## [WORK INSTRUCTIONS]
Restate the records below word for word, leaving nothing out.

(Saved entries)
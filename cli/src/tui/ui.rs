use ratatui::{
    layout::{Alignment, Constraint, Direction, Layout, Rect},
    style::{Color, Modifier, Style},
    text::{Line, Span},
    widgets::{Bar, BarChart, BarGroup, Block, BorderType, Borders, Gauge, Paragraph, Row, Table},
    Frame,
};
use rms_planner_core::ScenarioRepository;

use crate::table::truncate;
use crate::tui::app::{App, InputMode};

struct Theme {
    primary: Color,
    muted: Color,
    ok: Color,
    warn: Color,
    over: Color,
}

const THEME: Theme = Theme {
    primary: Color::Cyan,
    muted: Color::DarkGray,
    ok: Color::Green,
    warn: Color::Yellow,
    over: Color::Red,
};

pub fn draw<R: ScenarioRepository>(f: &mut Frame, app: &mut App<R>) {
    let main_chunks = Layout::default()
        .direction(Direction::Vertical)
        .constraints([
            Constraint::Length(3), // Header
            Constraint::Min(10),   // Content
            Constraint::Length(3), // Input / status
        ])
        .split(f.area());

    draw_header(f, app, main_chunks[0]);

    let content_chunks = Layout::default()
        .direction(Direction::Horizontal)
        .constraints([Constraint::Percentage(55), Constraint::Percentage(45)])
        .split(main_chunks[1]);

    draw_scenario_list(f, app, content_chunks[0]);

    let side_chunks = Layout::default()
        .direction(Direction::Vertical)
        .constraints([
            Constraint::Length(8), // Impact
            Constraint::Length(3), // Gauge
            Constraint::Min(5),    // Profile chart
        ])
        .split(content_chunks[1]);

    draw_impact(f, app, side_chunks[0]);
    draw_gauge(f, app, side_chunks[1]);
    draw_profile(f, app, side_chunks[2]);
    draw_footer(f, app, main_chunks[2]);
}

fn rounded(title: &str) -> Block<'_> {
    Block::default()
        .title(title)
        .borders(Borders::ALL)
        .border_type(BorderType::Rounded)
        .border_style(Style::default().fg(THEME.muted))
}

fn draw_header<R: ScenarioRepository>(f: &mut Frame, app: &App<R>, area: Rect) {
    let pool = &app.pool;
    let line = Line::from(vec![
        Span::styled("RMS PLANNER", Style::default().fg(THEME.primary).add_modifier(Modifier::BOLD)),
        Span::raw("   "),
        Span::styled(pool.item.as_deref().unwrap_or("Pool"), Style::default().add_modifier(Modifier::BOLD)),
        Span::styled(
            format!(
                "  total {}  available {}  committed {}",
                pool.total_capacity,
                pool.available_capacity,
                pool.committed_capacity()
            ),
            Style::default().fg(THEME.muted),
        ),
    ]);
    let header = Paragraph::new(line)
        .alignment(Alignment::Center)
        .block(Block::default().borders(Borders::ALL).border_type(BorderType::Rounded));
    f.render_widget(header, area);
}

fn draw_scenario_list<R: ScenarioRepository>(f: &mut Frame, app: &mut App<R>, area: Rect) {
    let rows: Vec<Row> = app
        .report
        .scenarios
        .iter()
        .map(|s| {
            let marker = if s.active_at_peak { "●" } else { " " };
            let qty_style = if s.quantity <= 0 || s.days == 0 {
                Style::default().fg(THEME.muted)
            } else {
                Style::default()
            };
            Row::new(vec![
                Span::styled(marker, Style::default().fg(THEME.warn)),
                Span::styled(s.quantity.to_string(), qty_style),
                Span::raw(s.start.format("%m-%d").to_string()),
                Span::raw(s.end.format("%m-%d").to_string()),
                Span::styled(
                    truncate(s.label.as_deref().unwrap_or(""), 24),
                    Style::default().add_modifier(Modifier::BOLD),
                ),
            ])
        })
        .collect();

    let table = Table::new(
        rows,
        [
            Constraint::Length(2),  // Peak marker
            Constraint::Length(6),  // Quantity
            Constraint::Length(6),  // Start
            Constraint::Length(6),  // End
            Constraint::Min(10),    // Label
        ],
    )
    .header(Row::new(vec!["", "Qty", "Start", "End", "Label"]).style(Style::default().fg(THEME.warn)))
    .block(rounded(" Scenarios "))
    .row_highlight_style(Style::default().bg(Color::DarkGray).add_modifier(Modifier::BOLD))
    .highlight_symbol(">> ");

    f.render_stateful_widget(table, area, &mut app.state);
}

fn draw_impact<R: ScenarioRepository>(f: &mut Frame, app: &App<R>, area: Rect) {
    let report = &app.report;
    let remaining_color = if report.oversubscribed { THEME.over } else { THEME.ok };
    let peak_date = report
        .peak_date
        .map(|d| d.format("%Y-%m-%d (%a)").to_string())
        .unwrap_or_else(|| "-".to_string());

    let text = vec![
        Line::from(vec![
            Span::styled("Peak demand: ", Style::default().fg(THEME.muted)),
            Span::styled(report.peak_demand.to_string(), Style::default().add_modifier(Modifier::BOLD)),
        ]),
        Line::from(vec![
            Span::styled("Peak date:   ", Style::default().fg(THEME.muted)),
            Span::raw(peak_date),
        ]),
        Line::from(vec![
            Span::styled("Remaining:   ", Style::default().fg(THEME.muted)),
            Span::styled(
                report.remaining_capacity.to_string(),
                Style::default().fg(remaining_color).add_modifier(Modifier::BOLD),
            ),
        ]),
        Line::from(vec![
            Span::styled("Utilization: ", Style::default().fg(THEME.muted)),
            Span::raw(format!("+{:.1}%", report.utilization_display)),
        ]),
        Line::from(vec![
            Span::styled("Scenarios:   ", Style::default().fg(THEME.muted)),
            Span::raw(report.scenarios.len().to_string()),
        ]),
    ];

    f.render_widget(Paragraph::new(text).block(rounded(" Impact ")), area);
}

fn draw_gauge<R: ScenarioRepository>(f: &mut Frame, app: &App<R>, area: Rect) {
    let report = &app.report;
    let ratio = (report.utilization_delta / 100.0).clamp(0.0, 1.0);
    let color = if report.oversubscribed {
        THEME.over
    } else if ratio > 0.8 {
        THEME.warn
    } else {
        THEME.ok
    };

    let gauge = Gauge::default()
        .block(rounded(" Utilization "))
        .gauge_style(Style::default().fg(color))
        .ratio(ratio)
        .label(format!("{:.1}% of total", report.utilization_display));
    f.render_widget(gauge, area);
}

fn draw_profile<R: ScenarioRepository>(f: &mut Frame, app: &App<R>, area: Rect) {
    let bars: Vec<Bar> = app
        .report
        .profile
        .iter()
        .map(|p| {
            let color = if app.pool.remaining_after(p.demand) < 0 { THEME.over } else { THEME.primary };
            Bar::default()
                .label(p.date.format("%m-%d").to_string())
                .value(p.demand.max(0) as u64)
                .style(Style::default().fg(color))
                .text_value(p.demand.to_string())
        })
        .collect();

    let chart = BarChart::default()
        .block(rounded(" Demand by critical date "))
        .bar_width(5)
        .bar_gap(1)
        .data(BarGroup::default().bars(&bars));
    f.render_widget(chart, area);
}

fn draw_footer<R: ScenarioRepository>(f: &mut Frame, app: &App<R>, area: Rect) {
    let title = match app.input_mode {
        InputMode::Normal => {
            let text = app
                .message
                .clone()
                .unwrap_or_else(|| "a: Add | p: Pool | d: Delete | j/k: Navigate | q: Quit".to_string());
            let footer = Paragraph::new(text)
                .style(Style::default().fg(THEME.muted))
                .alignment(Alignment::Center)
                .block(rounded(""));
            f.render_widget(footer, area);
            return;
        }
        InputMode::Adding => " Add: qty start end [label] ",
        InputMode::EditingPool => " Pool: total available [i:item] ",
    };

    let input = Paragraph::new(app.input.as_str()).block(rounded(title));
    f.render_widget(input, area);

    let prefix: String = app.input.chars().take(app.cursor_position).collect();
    let offset = unicode_width::UnicodeWidthStr::width(prefix.as_str()) as u16;
    f.set_cursor_position((area.x + 1 + offset, area.y + 1));
}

## [RESULT OF THIS TASK]
filename cli/src/tui/ui.rs
use ratatui::{
    layout::{Alignment, Constraint, Direction, Layout, Rect},
    style::{Color, Modifier, Style},
    text::{Line, Span},
    widgets::{Bar, BarChart, BarGroup, Block, BorderType, Borders, Gauge, Paragraph, Row, Table},
    Frame,
};
use rms_planner_core::ScenarioRepository;

use crate::table::truncate;
use crate::tui::app::{App, InputMode};

struct Theme {
    primary: Color,
    muted: Color,
    ok: Color,
    warn: Color,
    over: Color,
}

const THEME: Theme = Theme {
    primary: Color::Cyan,
    muted: Color::DarkGray,
    ok: Color::Green,
    warn: Color::Yellow,
    over: Color::Red,
};

pub fn draw<R: ScenarioRepository>(f: &mut Frame, app: &mut App<R>) {
    let main_chunks = Layout::default()
        .direction(Direction::Vertical)
        .constraints([
            Constraint::Length(3), // Header
            Constraint::Min(10),   // Content
            Constraint::Length(3), // Input / status
        ])
        .split(f.area());

    draw_header(f, app, main_chunks[0]);

    let content_chunks = Layout::default()
        .direction(Direction::Horizontal)
        .constraints([Constraint::Percentage(55), Constraint::Percentage(45)])
        .split(main_chunks[1]);

    draw_scenario_list(f, app, content_chunks[0]);

    let side_chunks = Layout::default()
        .direction(Direction::Vertical)
        .constraints([
            Constraint::Length(8), // Impact
            Constraint::Length(3), // Gauge
            Constraint::Min(5),    // Profile chart
        ])
        .split(content_chunks[1]);

    draw_impact(f, app, side_chunks[0]);
    draw_gauge(f, app, side_chunks[1]);
    draw_profile(f, app, side_chunks[2]);
    draw_footer(f, app, main_chunks[2]);
}

fn rounded(title: &str) -> Block<'_> {
    Block::default()
        .title(title)
        .borders(Borders::ALL)
        .border_type(BorderType::Rounded)
        .border_style(Style::default().fg(THEME.muted))
}

fn draw_header<R: ScenarioRepository>(f: &mut Frame, app: &App<R>, area: Rect) {
    let pool = &app.pool;
    let line = Line::from(vec![
        Span::styled("RMS PLANNER", Style::default().fg(THEME.primary).add_modifier(Modifier::BOLD)),
        Span::raw("   "),
        Span::styled(pool.item.as_deref().unwrap_or("Pool"), Style::default().add_modifier(Modifier::BOLD)),
        Span::styled(
            format!(
                "  total {}  available {}  committed {}",
                pool.total_capacity,
                pool.available_capacity,
                pool.committed_capacity()
            ),
            Style::default().fg(THEME.muted),
        ),
    ]);
    let header = Paragraph::new(line)
        .alignment(Alignment::Center)
        .block(Block::default().borders(Borders::ALL).border_type(BorderType::Rounded));
    f.render_widget(header, area);
}

fn draw_scenario_list<R: ScenarioRepository>(f: &mut Frame, app: &mut App<R>, area: Rect) {
    let rows: Vec<Row> = app
        .report
        .scenarios
        .iter()
        .map(|s| {
            let marker = if s.active_at_peak { "●" } else { " " };
            let qty_style = if s.quantity <= 0 || s.days == 0 {
                Style::default().fg(THEME.muted)
            } else {
                Style::default()
            };
            Row::new(vec![
                Span::styled(marker, Style::default().fg(THEME.warn)),
                Span::styled(s.quantity.to_string(), qty_style),
                Span::raw(s.start.format("%m-%d").to_string()),
                Span::raw(s.end.format("%m-%d").to_string()),
                Span::styled(
                    truncate(s.label.as_deref().unwrap_or(""), 24),
                    Style::default().add_modifier(Modifier::BOLD),
                ),
            ])
        })
        .collect();

    let table = Table::new(
        rows,
        [
            Constraint::Length(2),  // Peak marker
            Constraint::Length(6),  // Quantity
            Constraint::Length(6),  // Start
            Constraint::Length(6),  // End
            Constraint::Min(10),    // Label
        ],
    )
    .header(Row::new(vec!["", "Qty", "Start", "End", "Label"]).style(Style::default().fg(THEME.warn)))
    .block(rounded(" Scenarios "))
    .row_highlight_style(Style::default().bg(Color::DarkGray).add_modifier(Modifier::BOLD))
    .highlight_symbol(">> ");

    f.render_stateful_widget(table, area, &mut app.state);
}

fn draw_impact<R: ScenarioRepository>(f: &mut Frame, app: &App<R>, area: Rect) {
    let report = &app.report;
    let remaining_color = if report.oversubscribed { THEME.over } else { THEME.ok };
    let peak_date = report
        .peak_date
        .map(|d| d.format("%Y-%m-%d (%a)").to_string())
        .unwrap_or_else(|| "-".to_string());

    let text = vec![
        Line::from(vec![
            Span::styled("Peak demand: ", Style::default().fg(THEME.muted)),
            Span::styled(report.peak_demand.to_string(), Style::default().add_modifier(Modifier::BOLD)),
        ]),
        Line::from(vec![
            Span::styled("Peak date:   ", Style::default().fg(THEME.muted)),
            Span::raw(peak_date),
        ]),
        Line::from(vec![
            Span::styled("Remaining:   ", Style::default().fg(THEME.muted)),
            Span::styled(
                report.remaining_capacity.to_string(),
                Style::default().fg(remaining_color).add_modifier(Modifier::BOLD),
            ),
        ]),
        Line::from(vec![
            Span::styled("Utilization: ", Style::default().fg(THEME.muted)),
            Span::raw(format!("+{:.1}%", report.utilization_display)),
        ]),
        Line::from(vec![
            Span::styled("Scenarios:   ", Style::default().fg(THEME.muted)),
            Span::raw(report.scenarios.len().to_string()),
        ]),
    ];

    f.render_widget(Paragraph::new(text).block(rounded(" Impact ")), area);
}

fn draw_gauge<R: ScenarioRepository>(f: &mut Frame, app: &App<R>, area: Rect) {
    let report = &app.report;
    let ratio = (report.utilization_delta / 100.0).clamp(0.0, 1.0);
    let color = if report.oversubscribed {
        THEME.over
    } else if ratio > 0.8 {
        THEME.warn
    } else {
        THEME.ok
    };

    let gauge = Gauge::default()
        .block(rounded(" Utilization "))
        .gauge_style(Style::default().fg(color))
        .ratio(ratio)
        .label(format!("{:.1}% of total", report.utilization_display));
    f.render_widget(gauge, area);
}

fn draw_profile<R: ScenarioRepository>(f: &mut Frame, app: &App<R>, area: Rect) {
    let bars: Vec<Bar> = app
        .report
        .profile
        .iter()
        .map(|p| {
            let color = if app.pool.remaining_after(p.demand) < 0 { THEME.over } else { THEME.primary };
            Bar::default()
                .label(p.date.format("%m-%d").to_string())
                .value(p.demand.max(0) as u64)
                .style(Style::default().fg(color))
                .text_value(p.demand.to_string())
        })
        .collect();

    let chart = BarChart::default()
        .block(rounded(" Demand by critical date "))
        .bar_width(5)
        .bar_gap(1)
        .data(BarGroup::default().bars(&bars));
    f.render_widget(chart, area);
}

fn draw_footer<R: ScenarioRepository>(f: &mut Frame, app: &App<R>, area: Rect) {
    let title = match app.input_mode {
        InputMode::Normal => {
            let text = app
                .message
                .clone()
                .unwrap_or_else(|| "a: Add | p: Pool | d: Delete | j/k: Navigate | q: Quit".to_string());
            let footer = Paragraph::new(text)
                .style(Style::default().fg(THEME.muted))
                .alignment(Alignment::Center)
                .block(rounded(""));
            f.render_widget(footer, area);
            return;
        }
        InputMode::Adding => " Add: qty start end [label] ",
        InputMode::EditingPool => " Pool: total available [i:item] ",
    };

    let input = Paragraph::new(app.input.as_str()).block(rounded(title));
    f.render_widget(input, area);

    let prefix: String = app.input.chars().take(app.cursor_position).collect();
    let offset = unicode_width::UnicodeWidthStr::width(prefix.as_str()) as u16;
    f.set_cursor_position((area.x + 1 + offset, area.y + 1));
}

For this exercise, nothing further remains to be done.